The mosquito fish is well suited for a prolonged housing slump. Hardy creatures with big appetites, they can survive in oxygen-depleted swimming pools for many months, eating up to 500 larvae a day and giving birth to 60 fry a month. That can save environmental crews from having to repeatedly spray pesticides in the pools while the houses grind through the foreclosure process.

Of course, Fannie Mae wants to keep those houses occupied so fish don’t factor into the credit crunch. In James Hagerty’s article Fannie to Aid Underwater Loans:

Fannie Mae is preparing to introduce by midyear a program of refinancing mortgages for people who owe more than the current value of their homes, a situation known as being “underwater.”
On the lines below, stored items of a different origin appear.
use thiserror::Error;

/// Canonical result for core.
pub type Result<T> = std::result::Result<T, Error>;

#[derive(Debug, Error)]
pub enum Error {
    #[error("Invalid configuration: {0}")]
    Config(String),

    #[error("Manifest error: {0}")]
    Manifest(String),

    #[error("Signal error: {0}")]
    Signal(String),

    // The core crate does not do I/O, but higher layers may map their I/O
    // errors into this variant for convenience.
    #[error("I/O-like error (mapped into core): {0}")]
    IoLike(String),

    #[error("Internal invariant failed: {0}")]
    Invariant(String),
}

impl From<serde_json::Error> for Error {
    fn from(e: serde_json::Error) -> Self {
        Error::Manifest(e.to_string())
    }
}

impl From<serde_yaml::Error> for Error {
    fn from(e: serde_yaml::Error) -> Self {
        Error::Config(e.to_string())
    }
}

impl From<std::io::Error> for Error {
    fn from(e: std::io::Error) -> Self {
        Error::IoLike(e.to_string())
    }
}
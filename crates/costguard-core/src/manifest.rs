//! Compiled-manifest ingestion.
//!
//! The transformation tool writes a JSON manifest describing every compiled
//! node; estimation reads that file and never talks to the tool itself. Only
//! `model` nodes become jobs; tests, seeds and the rest are skipped here.

use std::collections::HashMap;
use std::path::Path;

use serde::Deserialize;

use crate::error::{Error, Result};
use crate::job::{DependencyRef, JobDescriptor};

#[derive(Debug, Deserialize)]
struct RawManifest {
    #[serde(default)]
    nodes: HashMap<String, RawNode>,
}

#[derive(Debug, Deserialize)]
struct RawNode {
    #[serde(default)]
    resource_type: String,
    name: String,
    #[serde(default)]
    database: String,
    #[serde(default)]
    schema: String,
    #[serde(default)]
    alias: Option<String>,
    /// Compiled SQL when the compiler ran; falls back to the raw template.
    #[serde(default)]
    compiled_sql: Option<String>,
    #[serde(default)]
    raw_sql: Option<String>,
    #[serde(default)]
    config: RawNodeConfig,
    #[serde(default)]
    depends_on: RawDeps,
}

#[derive(Debug, Default, Deserialize)]
struct RawNodeConfig {
    #[serde(default)]
    meta: RawMeta,
}

#[derive(Debug, Default, Deserialize)]
struct RawMeta {
    #[serde(default)]
    costguard_skip: bool,
}

#[derive(Debug, Default, Deserialize)]
struct RawDeps {
    #[serde(default)]
    nodes: Vec<String>,
}

/// Parse a manifest document into job descriptors, sorted by name so batch
/// reports are stable across runs.
pub fn jobs_from_manifest_str(json: &str) -> Result<Vec<JobDescriptor>> {
    let raw: RawManifest =
        serde_json::from_str(json).map_err(|e| Error::Manifest(format!("bad manifest: {e}")))?;

    let mut jobs: Vec<JobDescriptor> = raw
        .nodes
        .into_iter()
        .filter(|(_, node)| node.resource_type == "model")
        .map(|(unique_id, node)| JobDescriptor {
            unique_id,
            name: node.name,
            database: node.database,
            schema: node.schema,
            alias: node.alias,
            sql: node.compiled_sql.or(node.raw_sql),
            depends_on: node
                .depends_on
                .nodes
                .iter()
                .filter_map(|id| DependencyRef::parse(id))
                .collect(),
            skip: node.config.meta.costguard_skip,
        })
        .collect();
    jobs.sort_by(|a, b| a.name.cmp(&b.name));
    Ok(jobs)
}

/// Read and parse a manifest file.
pub fn load_manifest(path: &Path) -> Result<Vec<JobDescriptor>> {
    let text = std::fs::read_to_string(path)
        .map_err(|e| Error::Manifest(format!("cannot read {}: {e}", path.display())))?;
    jobs_from_manifest_str(&text)
}
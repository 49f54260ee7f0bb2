//! Capability traits the estimation engine consumes.
//!
//! The engine holds one optional provider per signal family and treats `Err`
//! exactly like a missing signal: it logs and falls through to the next
//! estimation layer.
//!
//! Invariants:
//! - Calls MUST fail fast. Any deadline or retry policy belongs inside the
//!   implementation; the engine never waits on a second attempt.
//! - Implementations MUST be safe to share across threads (`Send + Sync`);
//!   batch estimation may fan out.

use std::collections::HashMap;

use costguard_core::prelude::{HistorySignal, PlanSignal, TableRef, TableStats};
use costguard_core::warehouse::WarehouseSize;

use thiserror::Error;

#[derive(Debug, Error)]
pub enum SignalError {
    #[error("provider unavailable: {0}")]
    Unavailable(String),

    #[error("malformed provider response: {0}")]
    Malformed(String),
}

pub type SignalResult<T> = std::result::Result<T, SignalError>;

/// Plans a statement without executing it.
pub trait PlanProvider: Send + Sync {
    /// `Ok(None)` when the backend holds no plan for this statement.
    fn explain(&self, sql: &str) -> SignalResult<Option<PlanSignal>>;
}

/// Aggregated wall-clock history for named jobs.
pub trait HistoryProvider: Send + Sync {
    /// Runs of `job_name` recorded inside the last `window_days` days.
    /// `Ok(None)` when the window holds no runs.
    fn history(&self, job_name: &str, window_days: u32) -> SignalResult<Option<HistorySignal>>;
}

/// Catalog row/byte counts.
pub trait TableStatsProvider: Send + Sync {
    /// Stats keyed by qualified table name. Tables the backend cannot
    /// resolve are absent from the map, never an error.
    fn table_stats(&self, refs: &[TableRef]) -> SignalResult<HashMap<String, TableStats>>;
}

/// Result-cache likelihood for a statement.
pub trait CacheProbabilityProvider: Send + Sync {
    /// Probability in 0.0..=1.0 that the result cache answers this query.
    fn cache_probability(&self, sql: &str) -> SignalResult<f64>;
}

/// Live warehouse sizing.
pub trait WarehouseSizeProvider: Send + Sync {
    fn current_size(&self, warehouse: &str) -> SignalResult<WarehouseSize>;
}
The plan is the latest twist in efforts to contain the surge in foreclosures on homes in much of the U.S. It differs from a bill approved by the House on Thursday that would authorize the Federal Housing Administration to insure loans for distressed borrowers only after the lender has written down the principal — something many lenders are reluctant to do. Fannie’s refinance plan would result in new loans of equivalent size, leaving the borrower underwater but giving him or her a lower monthly payment or at least a fixed rate.

Of course, there can’t be a discussion about liquidity without the mention of beer and wine.

Judy Weil, editor at Seeking Alpha, posts a funny: Maybe Beer Will Help Stimulate House Sales.

A group of real estate agents is hosting a free condominium and beer-tasting tour.

I can only imagine the liabilities the Oregon agents were subject to without thinking. Of course, wine generates the same result. It also makes me wonder about Baltimore.

To help you steer through this complicated morass, the following video will show you others that lost their cool.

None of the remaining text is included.